Todos los años, no recuerdo en qué fechas del verano,
se producía en San Andrés un “atronador” acontecimiento que ponía en guardia a
todo el pueblo sin descartar a las “cucas.”
Previamente se advertía a la población que,
unos días determinados, durante el tiempo que duraran las pruebas de tiro, se
tomaran ciertas precauciones para evitar posibles accidentes caseros y, a la vez, malestares físicos. Para ello se aconsejaba que, tanto puertas
como ventanas de las casas, permanecieran abiertas mientras se producían los
violentos estruendos de los cañonazos, seguidos de vibraciones, que hacían temblar
hasta los cimientos de las casas.
En
las viviendas se ponían a buen recaudo todos los utensilios (jarrones, vasos,
copas, … en general, todo lo que fuera o tuviera cristal),susceptible de rotura
por causa del estremecimiento producido como consecuencias de las ondas
expansivas de las explosiones.
Entre las recomendaciones más eficaces para las personas eran ponerse
algodones en los oídos para amortiguar el ruido de los zambombazos, salirse a la calle para eludir posibles caídas
de techos en casas viejas, pero sobretodo, mantener la boca entreabierta previniendo, de esa manera, que te reventara el
oído, para lo cual, a los niños, nos ponían un trozo de palo en la boca para
que lo mordiéramos y así manteníamos “tan infalible remedio”, de forma mas
amena y disimulada, evitando parecer el ”bobo” del pueblo.
Recuerdo, no sin
cierto terror, con cuatro o cinco añitos, llegado el día de las “maniobras,”

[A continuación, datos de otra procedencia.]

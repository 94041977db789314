//! lds-args - positional input file loader for the land data system
//!
//! An input file lists the run's integer parameters and its directory and
//! file names, one value per line, in a fixed order. Blank lines and `#`
//! comments are ignored. [`ConfigLoader`] reads such a file into a
//! [`ConfigRecord`], or fails without handing out a partial record.
//!
//! # Architecture
//!
//! - **Domain Layer** (`domain`): the record, the positional schema, tool settings
//! - **Infrastructure Layer** (`infrastructure`): file loading, rendering, settings, logging
//! - **CLI Layer** (`cli`): the `lds-args` command-line interface
//!
//! # Example
//!
//! ```no_run
//! use lds_args::ConfigLoader;
//!
//! let record = ConfigLoader::load("input/moirai_input.txt")?;
//! println!("output year: {}", record.out_year_prod_ha_lr);
//! # Ok::<(), lds_args::ConfigError>(())
//! ```

pub mod cli;
pub mod domain;
pub mod infrastructure;

// Re-export commonly used types for convenience
pub use domain::models::{
    ConfigRecord, FieldAccess, FieldKind, FieldSpec, FieldValue, LoaderSettings, LoggingSettings,
    Settings, DEFAULT_MAX_FIELD_LEN, SCHEMA, SCHEMA_LEN,
};
pub use infrastructure::config::{
    render_record, render_template, ConfigError, ConfigLoader, IntegerPolicy, LineSanitizer,
    LoaderOptions, WhitespaceStripper,
};
pub use infrastructure::logging::{LogConfig, LogFormat, LoggerImpl, RotationPolicy};
pub use infrastructure::settings::{SettingsError, SettingsLoader};
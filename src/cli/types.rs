//! CLI type definitions
//!
//! This module contains clap command structures that define the CLI interface.

use clap::{Parser, Subcommand};
use std::path::PathBuf;

use super::commands::{check::CheckArgs, show::ShowArgs, template::TemplateArgs};

#[derive(Parser)]
#[command(name = "lds-args")]
#[command(about = "Check, inspect and scaffold land data system input files", long_about = None)]
#[command(version)]
pub struct Cli {
    #[command(subcommand)]
    pub command: Commands,

    /// Output in JSON format
    #[arg(short, long, global = true)]
    pub json: bool,

    /// Settings file merged over `lds-args.yaml`
    #[arg(long, global = true, env = "LDS_ARGS_SETTINGS")]
    pub settings: Option<PathBuf>,
}

#[derive(Subcommand)]
pub enum Commands {
    /// Load an input file and report whether it is valid
    Check(CheckArgs),

    /// Load an input file and print its values
    Show(ShowArgs),

    /// Print the positional schema
    Schema,

    /// Write a commented input file skeleton
    Template(TemplateArgs),
}
//! Positional input file handling
//!
//! - Line sanitizing
//! - Schema-ordered loading into a `ConfigRecord`
//! - Template and record rendering

pub mod loader;
pub mod sanitizer;
pub mod template;

pub use loader::{ConfigError, ConfigLoader, IntegerPolicy, LoaderOptions, COMMENT_MARKER};
pub use sanitizer::{LineSanitizer, WhitespaceStripper};
pub use template::{render_record, render_template};
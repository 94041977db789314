pub mod record;
pub mod schema;
pub mod settings;

pub use record::ConfigRecord;
pub use schema::{FieldAccess, FieldKind, FieldSpec, FieldValue, DEFAULT_MAX_FIELD_LEN, SCHEMA, SCHEMA_LEN};
pub use settings::{LoaderSettings, LoggingSettings, Settings};
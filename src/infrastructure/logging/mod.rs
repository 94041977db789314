//! Logging infrastructure
//!
//! Structured logging using tracing and tracing-subscriber:
//! - JSON or pretty formatting on stderr
//! - Optional rolling log files

pub mod config;
pub mod logger;

pub use config::{LogConfig, LogFormat, RotationPolicy};
pub use logger::LoggerImpl;
//! Implementation of the `lds-args template` command.

use anyhow::{Context, Result};
use clap::Args;
use std::fs;
use std::path::PathBuf;
use tracing::info;

use super::build_loader;
use crate::cli::output::{output, CommandOutput};
use crate::domain::models::{Settings, SCHEMA_LEN};
use crate::infrastructure::config::{render_record, render_template};

#[derive(Args, Debug)]
pub struct TemplateArgs {
    /// Re-render the values of an existing input file instead of placeholders
    #[arg(long)]
    pub from: Option<PathBuf>,

    /// Write to this path instead of stdout
    #[arg(short, long)]
    pub output: Option<PathBuf>,

    /// Overwrite the output path if it exists
    #[arg(long, short)]
    pub force: bool,
}

#[derive(Debug, serde::Serialize)]
pub struct TemplateOutput {
    pub success: bool,
    pub message: String,
    pub path: Option<PathBuf>,
    pub slots: usize,
    #[serde(skip_serializing_if = "Option::is_none")]
    pub content: Option<String>,
}

impl CommandOutput for TemplateOutput {
    fn to_human(&self) -> String {
        self.content.clone().unwrap_or_else(|| self.message.clone())
    }

    fn to_json(&self) -> serde_json::Value {
        serde_json::to_value(self).unwrap_or_default()
    }
}

pub fn execute(args: TemplateArgs, settings: &Settings, json_mode: bool) -> Result<()> {
    let content = match args.from {
        Some(ref source) => render_record(&build_loader(settings, false).load_file(source)?),
        None => render_template(),
    };

    let Some(target) = args.output else {
        output(
            &TemplateOutput {
                success: true,
                message: "Rendered input file".to_string(),
                path: None,
                slots: SCHEMA_LEN,
                content: Some(content),
            },
            json_mode,
        );
        return Ok(());
    };

    if target.exists() && !args.force {
        output(
            &TemplateOutput {
                success: false,
                message: format!("{} already exists. Use --force to overwrite.", target.display()),
                path: Some(target),
                slots: 0,
                content: None,
            },
            json_mode,
        );
        return Ok(());
    }

    fs::write(&target, &content)
        .with_context(|| format!("Failed to write input file {}", target.display()))?;
    info!(path = %target.display(), "Wrote input file");

    output(
        &TemplateOutput {
            success: true,
            message: format!("Wrote {SCHEMA_LEN} input slots to {}", target.display()),
            path: Some(target),
            slots: SCHEMA_LEN,
            content: None,
        },
        json_mode,
    );
    Ok(())
}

como se le llamaba al acontecimiento, ya desde la mañana, notaba los preparativos y comentarios de lo
que iba suceder y durante el día, me
sentía inquieto y temeroso.
A medida
que se acercaba el momento, iba en aumento mi miedo y con el estallido del primer
disparo, retumbaba el cañonazo, no solo
en mis oídos sino en todo mi pequeño ser, desencadenando mi tensión acumulada
en un nervioso llanto.
Salía corriendo despavorido a esconderme
debajo de la cama o donde pudiera, acabando en brazos de mi madre o de alguna
de mis hermanas que me abrazaban amorosamente mientras trataban de calmar mis
temblores y ahogar mis asustadizos sollozos.
Pero pasados aquellos primeros años de
terror, “las maniobras” se convirtieron para mí, lo que ya era para la mayoría
de los chiquillos de San Andrés, un acontecimiento esperado, emocionante,
festivo y altamente divertido.
El
día que se iniciaban los ejercicios de tiro al blanco, después del mediodía, la
inquietud se apoderaba de todo el pueblo que se afanaba en proteger todos los
objetos frágiles de las casas, en cambio, la chiquillería, bullía de entusiasmo
y desde temprano, era motivo de comentarios y preparativos para reunirnos para
ir a ver los cañones y si acertaban al blanco.
Sobre las cinco, nos
juntábamos todos los amigos que formábamos la banda de La Torre con mi hermano
“Panchín” al frente, Zenón y Pascasio (Los “Currillos”), los primos Antonio y
Pepito Baldeón, Ignacio Baute España, José “el Cachirule”, los hermanos Goyo, José
y Ezequiel Cabrera(los “Peinador”),Pancho y su primo Crispín… y un largo etc.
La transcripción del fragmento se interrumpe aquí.